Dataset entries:
----------

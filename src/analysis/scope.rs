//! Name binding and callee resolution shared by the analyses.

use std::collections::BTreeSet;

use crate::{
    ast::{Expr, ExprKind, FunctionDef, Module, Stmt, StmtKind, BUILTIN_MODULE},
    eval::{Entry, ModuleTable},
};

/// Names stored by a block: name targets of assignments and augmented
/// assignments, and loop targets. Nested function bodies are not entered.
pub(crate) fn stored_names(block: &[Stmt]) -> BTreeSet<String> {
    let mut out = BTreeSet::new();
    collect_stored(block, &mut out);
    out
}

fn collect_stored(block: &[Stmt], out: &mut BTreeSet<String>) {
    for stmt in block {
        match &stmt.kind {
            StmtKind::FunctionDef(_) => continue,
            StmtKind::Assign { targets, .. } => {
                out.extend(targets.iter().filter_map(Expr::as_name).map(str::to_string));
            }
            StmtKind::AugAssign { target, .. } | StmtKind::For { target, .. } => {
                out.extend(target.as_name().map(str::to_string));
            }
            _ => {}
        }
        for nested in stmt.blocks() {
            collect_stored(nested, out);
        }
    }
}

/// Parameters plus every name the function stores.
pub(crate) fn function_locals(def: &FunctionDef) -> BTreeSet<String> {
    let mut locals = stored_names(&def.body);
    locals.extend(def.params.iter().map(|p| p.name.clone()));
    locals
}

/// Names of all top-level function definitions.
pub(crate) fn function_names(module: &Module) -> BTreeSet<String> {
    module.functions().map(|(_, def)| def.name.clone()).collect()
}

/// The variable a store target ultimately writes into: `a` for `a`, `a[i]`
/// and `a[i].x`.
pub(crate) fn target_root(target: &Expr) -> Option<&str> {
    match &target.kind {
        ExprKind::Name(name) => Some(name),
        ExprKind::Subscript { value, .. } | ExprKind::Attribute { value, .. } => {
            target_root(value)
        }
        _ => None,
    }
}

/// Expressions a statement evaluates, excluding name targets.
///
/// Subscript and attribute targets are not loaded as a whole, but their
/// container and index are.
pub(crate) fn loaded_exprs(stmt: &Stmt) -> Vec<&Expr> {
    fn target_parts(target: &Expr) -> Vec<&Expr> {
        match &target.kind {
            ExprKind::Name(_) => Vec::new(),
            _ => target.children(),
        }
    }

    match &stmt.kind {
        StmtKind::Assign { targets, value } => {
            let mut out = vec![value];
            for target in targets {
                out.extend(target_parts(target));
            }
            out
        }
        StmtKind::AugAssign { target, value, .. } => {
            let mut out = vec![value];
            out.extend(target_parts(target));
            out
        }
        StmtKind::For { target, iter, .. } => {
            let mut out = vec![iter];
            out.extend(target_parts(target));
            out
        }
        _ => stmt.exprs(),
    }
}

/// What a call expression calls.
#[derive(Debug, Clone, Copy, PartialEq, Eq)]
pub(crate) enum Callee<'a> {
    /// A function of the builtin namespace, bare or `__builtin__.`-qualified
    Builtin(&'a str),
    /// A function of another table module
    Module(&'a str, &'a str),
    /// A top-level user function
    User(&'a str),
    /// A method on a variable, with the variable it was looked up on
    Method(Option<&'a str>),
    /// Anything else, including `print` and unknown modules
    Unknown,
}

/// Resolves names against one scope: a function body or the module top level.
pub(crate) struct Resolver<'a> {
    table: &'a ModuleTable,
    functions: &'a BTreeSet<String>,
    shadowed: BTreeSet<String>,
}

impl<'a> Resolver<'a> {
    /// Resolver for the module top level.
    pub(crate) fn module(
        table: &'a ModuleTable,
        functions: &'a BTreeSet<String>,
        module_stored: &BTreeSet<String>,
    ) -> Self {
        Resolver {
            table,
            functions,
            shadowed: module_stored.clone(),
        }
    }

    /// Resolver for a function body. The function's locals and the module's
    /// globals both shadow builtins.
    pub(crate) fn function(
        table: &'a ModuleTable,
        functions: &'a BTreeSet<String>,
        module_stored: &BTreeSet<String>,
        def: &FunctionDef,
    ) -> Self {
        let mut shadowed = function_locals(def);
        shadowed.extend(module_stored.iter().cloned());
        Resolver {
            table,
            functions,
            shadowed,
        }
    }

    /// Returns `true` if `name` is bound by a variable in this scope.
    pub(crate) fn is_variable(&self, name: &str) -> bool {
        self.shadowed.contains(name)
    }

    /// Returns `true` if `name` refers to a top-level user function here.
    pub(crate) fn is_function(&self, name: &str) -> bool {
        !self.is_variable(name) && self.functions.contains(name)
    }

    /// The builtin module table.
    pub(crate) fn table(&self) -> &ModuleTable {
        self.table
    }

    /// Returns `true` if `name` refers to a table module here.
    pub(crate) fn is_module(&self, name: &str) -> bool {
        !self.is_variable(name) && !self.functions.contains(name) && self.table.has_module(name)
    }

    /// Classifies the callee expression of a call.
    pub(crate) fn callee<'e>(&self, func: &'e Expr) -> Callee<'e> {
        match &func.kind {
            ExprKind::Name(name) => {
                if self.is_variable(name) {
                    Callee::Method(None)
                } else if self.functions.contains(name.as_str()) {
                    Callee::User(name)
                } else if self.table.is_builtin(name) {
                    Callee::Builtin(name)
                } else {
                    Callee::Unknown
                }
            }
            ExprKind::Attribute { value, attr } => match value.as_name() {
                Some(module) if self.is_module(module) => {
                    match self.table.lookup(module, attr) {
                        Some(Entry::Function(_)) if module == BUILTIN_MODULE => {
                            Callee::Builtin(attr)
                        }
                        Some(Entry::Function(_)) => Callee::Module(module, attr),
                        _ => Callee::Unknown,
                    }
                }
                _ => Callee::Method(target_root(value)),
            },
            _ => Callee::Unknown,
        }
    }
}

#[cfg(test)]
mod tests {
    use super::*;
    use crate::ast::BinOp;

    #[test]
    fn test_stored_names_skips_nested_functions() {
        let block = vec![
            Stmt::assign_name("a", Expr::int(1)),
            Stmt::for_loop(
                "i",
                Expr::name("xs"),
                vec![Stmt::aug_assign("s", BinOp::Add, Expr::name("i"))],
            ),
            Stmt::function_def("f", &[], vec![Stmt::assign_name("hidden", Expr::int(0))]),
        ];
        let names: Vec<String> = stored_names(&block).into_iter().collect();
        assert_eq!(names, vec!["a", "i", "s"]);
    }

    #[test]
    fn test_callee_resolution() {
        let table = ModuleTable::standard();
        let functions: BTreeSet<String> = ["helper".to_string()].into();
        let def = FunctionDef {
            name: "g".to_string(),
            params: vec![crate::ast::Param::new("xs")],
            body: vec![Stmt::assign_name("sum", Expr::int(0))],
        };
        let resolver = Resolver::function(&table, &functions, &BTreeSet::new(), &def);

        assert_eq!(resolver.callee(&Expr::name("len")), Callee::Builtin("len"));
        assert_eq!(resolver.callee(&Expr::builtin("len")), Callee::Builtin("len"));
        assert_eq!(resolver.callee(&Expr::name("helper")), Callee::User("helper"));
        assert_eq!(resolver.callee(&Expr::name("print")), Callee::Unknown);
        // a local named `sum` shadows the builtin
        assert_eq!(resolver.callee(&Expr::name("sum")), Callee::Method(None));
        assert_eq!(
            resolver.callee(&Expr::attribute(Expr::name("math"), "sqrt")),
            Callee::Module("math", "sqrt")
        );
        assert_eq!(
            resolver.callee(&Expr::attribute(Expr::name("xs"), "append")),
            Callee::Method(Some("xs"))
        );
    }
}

----------

TASK TO CARRY OUT: Retype all of the data exactly, so that nothing differs from what is given.

ANSWER TO THIS EXERCISE:
filename src/analysis/scope.rs
//! Name binding and callee resolution shared by the analyses.

use std::collections::BTreeSet;

use crate::{
    ast::{Expr, ExprKind, FunctionDef, Module, Stmt, StmtKind, BUILTIN_MODULE},
    eval::{Entry, ModuleTable},
};

/// Names stored by a block: name targets of assignments and augmented
/// assignments, and loop targets. Nested function bodies are not entered.
pub(crate) fn stored_names(block: &[Stmt]) -> BTreeSet<String> {
    let mut out = BTreeSet::new();
    collect_stored(block, &mut out);
    out
}

fn collect_stored(block: &[Stmt], out: &mut BTreeSet<String>) {
    for stmt in block {
        match &stmt.kind {
            StmtKind::FunctionDef(_) => continue,
            StmtKind::Assign { targets, .. } => {
                out.extend(targets.iter().filter_map(Expr::as_name).map(str::to_string));
            }
            StmtKind::AugAssign { target, .. } | StmtKind::For { target, .. } => {
                out.extend(target.as_name().map(str::to_string));
            }
            _ => {}
        }
        for nested in stmt.blocks() {
            collect_stored(nested, out);
        }
    }
}

/// Parameters plus every name the function stores.
pub(crate) fn function_locals(def: &FunctionDef) -> BTreeSet<String> {
    let mut locals = stored_names(&def.body);
    locals.extend(def.params.iter().map(|p| p.name.clone()));
    locals
}

/// Names of all top-level function definitions.
pub(crate) fn function_names(module: &Module) -> BTreeSet<String> {
    module.functions().map(|(_, def)| def.name.clone()).collect()
}

/// The variable a store target ultimately writes into: `a` for `a`, `a[i]`
/// and `a[i].x`.
pub(crate) fn target_root(target: &Expr) -> Option<&str> {
    match &target.kind {
        ExprKind::Name(name) => Some(name),
        ExprKind::Subscript { value, .. } | ExprKind::Attribute { value, .. } => {
            target_root(value)
        }
        _ => None,
    }
}

/// Expressions a statement evaluates, excluding name targets.
///
/// Subscript and attribute targets are not loaded as a whole, but their
/// container and index are.
pub(crate) fn loaded_exprs(stmt: &Stmt) -> Vec<&Expr> {
    fn target_parts(target: &Expr) -> Vec<&Expr> {
        match &target.kind {
            ExprKind::Name(_) => Vec::new(),
            _ => target.children(),
        }
    }

    match &stmt.kind {
        StmtKind::Assign { targets, value } => {
            let mut out = vec![value];
            for target in targets {
                out.extend(target_parts(target));
            }
            out
        }
        StmtKind::AugAssign { target, value, .. } => {
            let mut out = vec![value];
            out.extend(target_parts(target));
            out
        }
        StmtKind::For { target, iter, .. } => {
            let mut out = vec![iter];
            out.extend(target_parts(target));
            out
        }
        _ => stmt.exprs(),
    }
}

/// What a call expression calls.
#[derive(Debug, Clone, Copy, PartialEq, Eq)]
pub(crate) enum Callee<'a> {
    /// A function of the builtin namespace, bare or `__builtin__.`-qualified
    Builtin(&'a str),
    /// A function of another table module
    Module(&'a str, &'a str),
    /// A top-level user function
    User(&'a str),
    /// A method on a variable, with the variable it was looked up on
    Method(Option<&'a str>),
    /// Anything else, including `print` and unknown modules
    Unknown,
}

/// Resolves names against one scope: a function body or the module top level.
pub(crate) struct Resolver<'a> {
    table: &'a ModuleTable,
    functions: &'a BTreeSet<String>,
    shadowed: BTreeSet<String>,
}

impl<'a> Resolver<'a> {
    /// Resolver for the module top level.
    pub(crate) fn module(
        table: &'a ModuleTable,
        functions: &'a BTreeSet<String>,
        module_stored: &BTreeSet<String>,
    ) -> Self {
        Resolver {
            table,
            functions,
            shadowed: module_stored.clone(),
        }
    }

    /// Resolver for a function body. The function's locals and the module's
    /// globals both shadow builtins.
    pub(crate) fn function(
        table: &'a ModuleTable,
        functions: &'a BTreeSet<String>,
        module_stored: &BTreeSet<String>,
        def: &FunctionDef,
    ) -> Self {
        let mut shadowed = function_locals(def);
        shadowed.extend(module_stored.iter().cloned());
        Resolver {
            table,
            functions,
            shadowed,
        }
    }

    /// Returns `true` if `name` is bound by a variable in this scope.
    pub(crate) fn is_variable(&self, name: &str) -> bool {
        self.shadowed.contains(name)
    }

    /// Returns `true` if `name` refers to a top-level user function here.
    pub(crate) fn is_function(&self, name: &str) -> bool {
        !self.is_variable(name) && self.functions.contains(name)
    }

    /// The builtin module table.
    pub(crate) fn table(&self) -> &ModuleTable {
        self.table
    }

    /// Returns `true` if `name` refers to a table module here.
    pub(crate) fn is_module(&self, name: &str) -> bool {
        !self.is_variable(name) && !self.functions.contains(name) && self.table.has_module(name)
    }

    /// Classifies the callee expression of a call.
    pub(crate) fn callee<'e>(&self, func: &'e Expr) -> Callee<'e> {
        match &func.kind {
            ExprKind::Name(name) => {
                if self.is_variable(name) {
                    Callee::Method(None)
                } else if self.functions.contains(name.as_str()) {
                    Callee::User(name)
                } else if self.table.is_builtin(name) {
                    Callee::Builtin(name)
                } else {
                    Callee::Unknown
                }
            }
            ExprKind::Attribute { value, attr } => match value.as_name() {
                Some(module) if self.is_module(module) => {
                    match self.table.lookup(module, attr) {
                        Some(Entry::Function(_)) if module == BUILTIN_MODULE => {
                            Callee::Builtin(attr)
                        }
                        Some(Entry::Function(_)) => Callee::Module(module, attr),
                        _ => Callee::Unknown,
                    }
                }
                _ => Callee::Method(target_root(value)),
            },
            _ => Callee::Unknown,
        }
    }
}

#[cfg(test)]
mod tests {
    use super::*;
    use crate::ast::BinOp;

    #[test]
    fn test_stored_names_skips_nested_functions() {
        let block = vec![
            Stmt::assign_name("a", Expr::int(1)),
            Stmt::for_loop(
                "i",
                Expr::name("xs"),
                vec![Stmt::aug_assign("s", BinOp::Add, Expr::name("i"))],
            ),
            Stmt::function_def("f", &[], vec![Stmt::assign_name("hidden", Expr::int(0))]),
        ];
        let names: Vec<String> = stored_names(&block).into_iter().collect();
        assert_eq!(names, vec!["a", "i", "s"]);
    }

    #[test]
    fn test_callee_resolution() {
        let table = ModuleTable::standard();
        let functions: BTreeSet<String> = ["helper".to_string()].into();
        let def = FunctionDef {
            name: "g".to_string(),
            params: vec![crate::ast::Param::new("xs")],
            body: vec![Stmt::assign_name("sum", Expr::int(0))],
        };
        let resolver = Resolver::function(&table, &functions, &BTreeSet::new(), &def);

        assert_eq!(resolver.callee(&Expr::name("len")), Callee::Builtin("len"));
        assert_eq!(resolver.callee(&Expr::builtin("len")), Callee::Builtin("len"));
        assert_eq!(resolver.callee(&Expr::name("helper")), Callee::User("helper"));
        assert_eq!(resolver.callee(&Expr::name("print")), Callee::Unknown);
        // a local named `sum` shadows the builtin
        assert_eq!(resolver.callee(&Expr::name("sum")), Callee::Method(None));
        assert_eq!(
            resolver.callee(&Expr::attribute(Expr::name("math"), "sqrt")),
            Callee::Module("math", "sqrt")
        );
        assert_eq!(
            resolver.callee(&Expr::attribute(Expr::name("xs"), "append")),
            Callee::Method(Some("xs"))
        );
    }
}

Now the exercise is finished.